Sunday, March 31, 2013

NYTimes on teacher evaluation

Not sure why the paper ran this story, but I responded anyway.


To the Editor;

Jenny Anderson makes several comments that demonstrate the misperceptions and misunderstandings of the education reform movement ("Curious grade for teachers," March 30, 2013).  Some of the more unfortunate examples and the mistaken premises upon which they rest, include:

"The changes, already under way in some cities and states, are intended to provide meaningful feedback and, critically, to weed out weak performers" and, later, "Education reformers insist they help to identify and remove ineffective teachers, while offering more feedback for teachers to improve their practice." The premise is that these two goals are commensurate rather than in tension with and antagonistic upon the other.

"Principals, who are often responsible for the personal-observation part of the grade, generally are not detached managerial types and can be loath to give teachers low marks." The premise is that education relies too much upon the subjective, intersubjective understanding of human relations and not enough on the hard, empirical stuff of objective data.

"But because Leon County set the test-score bar so low, when their marks came out, all but one were highly effective, and the other was categorized as effective" and, later, "Grover J. Whitehurst, director of the Brown Center on Education Policy at the Brookings Institution, said variations in teacher quality had been proven to affect student academic growth. If an evaluation system is not finding a wider distribution of effectiveness, “it is flawed,” he said." The premise is that student test scores are a direct cause, not just correlated to, teacher effectiveness.
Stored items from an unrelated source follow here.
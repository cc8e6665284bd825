//! Currency definitions (ISO 4217) for the USD/LBP market.

use std::fmt;
use std::str::FromStr;

use crate::error::MasterDataError;

/// Currencies handled by the converter.
#[derive(Debug, Clone, Copy, PartialEq, Eq, Hash)]
#[cfg_attr(feature = "serde", derive(serde::Serialize, serde::Deserialize))]
pub enum Currency {
    /// US Dollar
    Usd,
    /// Lebanese Pound
    Lbp,
}

impl Currency {
    /// ISO 4217 alphabetic code.
    pub fn code(&self) -> &'static str {
        match self {
            Currency::Usd => "USD",
            Currency::Lbp => "LBP",
        }
    }

    /// Number of minor-unit digits.
    pub fn decimals(&self) -> u32 {
        2
    }

    /// Round an amount to this currency's minor unit.
    pub fn round(&self, amount: f64) -> f64 {
        let scale = 10f64.powi(self.decimals() as i32);
        (amount * scale).round() / scale
    }
}

impl fmt::Display for Currency {
    fn fmt(&self, f: &mut fmt::Formatter<'_>) -> fmt::Result {
        f.write_str(self.code())
    }
}

impl FromStr for Currency {
    type Err = MasterDataError;

    fn from_str(s: &str) -> Result<Self, Self::Err> {
        match s.trim().to_ascii_uppercase().as_str() {
            "USD" => Ok(Currency::Usd),
            "LBP" => Ok(Currency::Lbp),
            _ => Err(MasterDataError::UnknownLabel(s.to_string())),
        }
    }
}
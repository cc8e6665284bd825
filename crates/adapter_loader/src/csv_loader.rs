//! CSV holiday table loader.

use std::io::Read;
use std::path::Path;

use infra_master::{parse_table_date, table_column, Holiday, HolidayCalendar};
use tracing::{debug, warn};

use crate::error::LoaderError;

/// Loader for `name,date` holiday tables.
///
/// The header row is required and column order is free. Dates may be ISO
/// (`yyyy-MM-dd`) or `dd-MM-yyyy`.
pub struct HolidayFileLoader;

impl HolidayFileLoader {
    /// Load a holiday calendar from a CSV file.
    ///
    /// # Arguments
    ///
    /// * `path` - Path to the CSV file
    ///
    /// # Returns
    ///
    /// The calendar built from every row, or an error if loading fails.
    pub fn load<P: AsRef<Path>>(path: P) -> Result<HolidayCalendar, LoaderError> {
        let path = path.as_ref();
        if !path.exists() {
            return Err(LoaderError::FileNotFound(path.display().to_string()));
        }

        let file = std::fs::File::open(path)?;
        let calendar = Self::load_reader(file)?;
        debug!(path = %path.display(), years = calendar.years().count(), "loaded holiday file");
        Ok(calendar)
    }

    /// Load a holiday calendar from any CSV reader.
    pub fn load_reader<R: Read>(reader: R) -> Result<HolidayCalendar, LoaderError> {
        let mut reader = csv::Reader::from_reader(reader);
        let headers = reader.headers()?.clone();
        let name_idx = column(&headers, "name")?;
        let date_idx = column(&headers, "date")?;

        let mut holidays = Vec::new();
        for (idx, result) in reader.records().enumerate() {
            let record = result?;
            let row = idx + 1;

            let name = record.get(name_idx).map(str::trim).unwrap_or_default();
            if name.is_empty() {
                return Err(LoaderError::InvalidFormat {
                    row,
                    message: "empty holiday name".to_string(),
                });
            }

            let raw_date = record.get(date_idx).map(str::trim).unwrap_or_default();
            let date = parse_table_date(raw_date).ok_or_else(|| LoaderError::InvalidFormat {
                row,
                message: format!("unrecognised date {:?}", raw_date),
            })?;

            holidays.push(Holiday::new(name, date));
        }

        if holidays.is_empty() {
            warn!("holiday table contains no rows");
        }

        Ok(HolidayCalendar::from_holidays(holidays))
    }
}

fn column(headers: &csv::StringRecord, name: &str) -> Result<usize, LoaderError> {
    table_column(headers, name).ok_or_else(|| LoaderError::MissingColumn(name.to_string()))
}
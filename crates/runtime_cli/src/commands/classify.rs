//! Classify command implementation

use std::io::Write;

use infra_master::classify;
use tracing::warn;

use crate::cli::ClassifyArgs;
use crate::Result;

/// Run the classify command.
///
/// Every number is reported; failures are printed alongside successes.
pub fn run(args: &ClassifyArgs, out: &mut impl Write) -> Result<bool> {
    let mut all_ok = true;

    for number in &args.numbers {
        match classify(number) {
            Ok(area) => writeln!(out, "{}: {}", number, area)?,
            Err(e) => {
                warn!(%number, error = %e, "classification failed");
                writeln!(out, "{}: error: {}", number, e)?;
                all_ok = false;
            }
        }
    }

    Ok(all_ok)
}

#[cfg(test)]
mod tests {
    use super::*;

    fn classify_output(numbers: &[&str]) -> (bool, String) {
        let args = ClassifyArgs {
            numbers: numbers.iter().map(|n| n.to_string()).collect(),
        };
        let mut out = Vec::new();
        let ok = run(&args, &mut out).unwrap();
        (ok, String::from_utf8(out).unwrap())
    }

    #[test]
    fn test_prints_labels() {
        let (ok, output) = classify_output(&["01234567", "71034567", "78034567"]);
        assert!(ok);
        assert_eq!(output, "01234567: Beirut\n71034567: Alfa\n78034567: n/a\n");
    }

    #[test]
    fn test_reports_failures_and_continues() {
        let (ok, output) = classify_output(&["99123456", "03123456"]);
        assert!(!ok);
        assert!(output.starts_with("99123456: error: Unknown area code prefix: 99\n"));
        assert!(output.ends_with("03123456: Alfa\n"));
    }
}
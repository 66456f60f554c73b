use crate::domain::model::{Applicant, Inventory};
use crate::utils::error::{Result, SeedError};
use chrono::{DateTime, FixedOffset, Timelike, Utc};

pub const EXPORT_FILENAME: &str = "applicants_list.csv";
pub const DEFAULT_UTC_OFFSET_HOURS: i32 = 9;

const UTF8_BOM: &str = "\u{FEFF}";
const HEADER: [&str; 6] = ["Time", "Name", "Phone", "Address", "IsMember", "Seeds"];

/// 將申請紀錄匯出為 Excel 可直接開啟的 CSV（UTF-8 BOM、全欄位加引號）。
///
/// `applicants` 依傳入順序輸出；種子名稱以 `inventory` 對應，找不到時輸出 id。
pub fn export_applicants_csv(
    applicants: &[Applicant],
    inventory: &Inventory,
    utc_offset_hours: i32,
) -> Result<Vec<u8>> {
    let offset = FixedOffset::east_opt(utc_offset_hours * 3600).ok_or_else(|| {
        SeedError::validation(format!("Invalid UTC offset: {} hours", utc_offset_hours))
    })?;

    // 標題列不加引號，資料列才用 QuoteStyle::Always
    let mut output = UTF8_BOM.as_bytes().to_vec();
    output.extend_from_slice(HEADER.join(",").as_bytes());
    output.push(b'\n');

    let mut writer = csv::WriterBuilder::new()
        .quote_style(csv::QuoteStyle::Always)
        .terminator(csv::Terminator::Any(b'\n'))
        .from_writer(output);

    for applicant in applicants {
        let seeds = inventory.seed_names(&applicant.selected_seeds).join("; ");
        writer.write_record([
            format_local_time(&applicant.timestamp, &offset),
            applicant.name.clone(),
            applicant.phone.clone(),
            applicant.address.replace("\r\n", " ").replace('\n', " "),
            membership_label(applicant.is_member).to_string(),
            seeds,
        ])?;
    }

    writer
        .into_inner()
        .map_err(|e| SeedError::IoError(e.into_error()))
}

pub fn membership_label(is_member: bool) -> &'static str {
    if is_member {
        "회원"
    } else {
        "비회원"
    }
}

/// 以韓國慣用格式輸出時間，例如 `2026. 1. 5. 오후 3:04:05`
pub fn format_local_time(timestamp: &DateTime<Utc>, offset: &FixedOffset) -> String {
    let local = timestamp.with_timezone(offset);
    let (is_pm, hour12) = local.hour12();
    format!(
        "{}. {}. {}. {} {}:{:02}:{:02}",
        local.format("%Y"),
        local.format("%-m"),
        local.format("%-d"),
        if is_pm { "오후" } else { "오전" },
        hour12,
        local.minute(),
        local.second()
    )
}
use crate::core::store::SeedStore;
use crate::domain::services::{ApplicationService, SelectionPolicy};
use std::sync::Arc;

/// Shared state handed to every handler.
#[derive(Clone)]
pub struct AppState {
    pub store: Arc<SeedStore>,
    pub applications: Arc<ApplicationService>,
    /// 匯出 CSV 時使用的時區偏移（小時）
    pub export_utc_offset_hours: i32,
}

impl AppState {
    pub fn new(store: Arc<SeedStore>, policy: SelectionPolicy, export_utc_offset_hours: i32) -> Self {
        let applications = Arc::new(ApplicationService::new(store.clone(), policy));
        Self {
            store,
            applications,
            export_utc_offset_hours,
        }
    }
}
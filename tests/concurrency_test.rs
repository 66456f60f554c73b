use seed_share::{
    ApplicationRequest, ApplicationService, LocalStorage, SeedError, SeedStore, SeedVariety,
    SelectionPolicy, StoreOptions,
};
use std::sync::Arc;
use tempfile::TempDir;

fn seed(id: i64, name: &str, quantity: u32) -> SeedVariety {
    SeedVariety {
        id,
        family: "가지과".to_string(),
        name: name.to_string(),
        quantity,
    }
}

fn request(name: String, seeds: Vec<i64>) -> ApplicationRequest {
    ApplicationRequest {
        name: Some(name),
        phone: Some("010-0000-0000".to_string()),
        address: Some("Daejeon".to_string()),
        is_member: false,
        selected_seeds: Some(seeds),
    }
}

async fn setup(temp_dir: &TempDir, seeds: Vec<SeedVariety>) -> (Arc<SeedStore>, Arc<ApplicationService>) {
    let storage = Arc::new(LocalStorage::new(temp_dir.path()));
    let store = Arc::new(
        SeedStore::open(storage, StoreOptions::default())
            .await
            .unwrap(),
    );
    store.replace_seeds(seeds).await.unwrap();
    let service = Arc::new(ApplicationService::new(
        store.clone(),
        SelectionPolicy::default(),
    ));
    (store, service)
}

/// 最後一包種子被兩人同時申請：只有一人成功
#[tokio::test(flavor = "multi_thread", worker_threads = 4)]
async fn test_two_submissions_race_for_last_unit() {
    let temp_dir = TempDir::new().unwrap();
    let (store, service) = setup(&temp_dir, vec![seed(1, "까망가지", 1)]).await;

    let a = {
        let service = service.clone();
        tokio::spawn(async move { service.submit(request("A".to_string(), vec![1])).await })
    };
    let b = {
        let service = service.clone();
        tokio::spawn(async move { service.submit(request("B".to_string(), vec![1])).await })
    };

    let results = vec![a.await.unwrap(), b.await.unwrap()];
    let successes = results.iter().filter(|r| r.is_ok()).count();
    let stock_errors = results
        .iter()
        .filter(|r| matches!(r, Err(SeedError::OutOfStock { id: 1, .. })))
        .count();

    assert_eq!(successes, 1);
    assert_eq!(stock_errors, 1);
    assert_eq!(store.list_seeds().await[0].quantity, 0);
    assert_eq!(store.list_applicants().await.len(), 1);
}

#[tokio::test(flavor = "multi_thread", worker_threads = 8)]
async fn test_many_submissions_never_oversell() {
    let temp_dir = TempDir::new().unwrap();
    let (store, service) = setup(&temp_dir, vec![seed(1, "상추", 10), seed(2, "갓", 25)]).await;

    let mut handles = Vec::new();
    for i in 0..40 {
        let service = service.clone();
        handles.push(tokio::spawn(async move {
            service.submit(request(format!("applicant-{}", i), vec![2, 1])).await
        }));
    }

    let mut successes = 0;
    for handle in handles {
        match handle.await.unwrap() {
            Ok(_) => successes += 1,
            Err(SeedError::OutOfStock { id: 1, .. }) => {}
            Err(other) => panic!("unexpected error: {}", other),
        }
    }

    assert_eq!(successes, 10);
    let seeds = store.list_seeds().await;
    assert_eq!(seeds[0].quantity, 0);
    // 失敗的申請不得扣到第二項
    assert_eq!(seeds[1].quantity, 15);
    assert_eq!(store.list_applicants().await.len(), 10);
}

/// 管理者整批取代與申請同時進行時，每次申請都只看到其中一個完整版本
#[tokio::test(flavor = "multi_thread", worker_threads = 4)]
async fn test_replace_all_is_serialized_with_submissions() {
    let temp_dir = TempDir::new().unwrap();
    let (store, service) = setup(&temp_dir, vec![seed(1, "상추", 5)]).await;

    let mut handles = Vec::new();
    for i in 0..20 {
        let service = service.clone();
        handles.push(tokio::spawn(async move {
            service.submit(request(format!("applicant-{}", i), vec![1])).await
        }));
    }
    let admin = {
        let store = store.clone();
        tokio::spawn(async move { store.replace_seeds(vec![seed(1, "상추", 5)]).await })
    };

    admin.await.unwrap().unwrap();
    let mut successes = 0;
    for handle in handles {
        match handle.await.unwrap() {
            Ok(_) => successes += 1,
            Err(SeedError::OutOfStock { id: 1, .. }) => {}
            Err(other) => panic!("unexpected error: {}", other),
        }
    }

    let quantity = store.list_seeds().await[0].quantity as usize;
    let accepted = store.list_applicants().await.len();
    assert_eq!(successes, accepted);

    // 取代之後成功的申請恰好扣掉 5 - quantity；其餘都發生在取代之前，最多 5 筆
    let after_replace = 5 - quantity;
    assert!(accepted >= after_replace);
    let before_replace = accepted - after_replace;
    assert!(before_replace <= 5);
}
"“We are seeing improvements in practice,” he said, noting that 400 teachers had been fired as a result of the new system, and several hundred had left voluntarily after weak ratings." The premise is that the teachers left because they were ineffective and not due to the pressure to produce meaningless statistics rather than critically thinking and empathic people, to treat students like numbers rather than humans capable of autonomy and dignity, or to abide by a philosophy that treats education as a commodity and political tool rather than a process of living and engaging with the world.

Anderson did offer one insight that captured the reason for these mistakes, "In Florida’s first go-round with the new evaluations, for example, some teachers had to be rated based on students in their school, but not in their classrooms, because there was not enough data for their own students."  In other words, teachers recognize the harm that 'managerial' types of evaluations does to the act of education.  It is telling that she includes this insight as a parenthetical rather than a strong, objective claim in itself.  Until the media uncover the premises that ground this debate' on education reform from each side, only the public will be massively misinformed.  Our students, and the future of society, are at stake.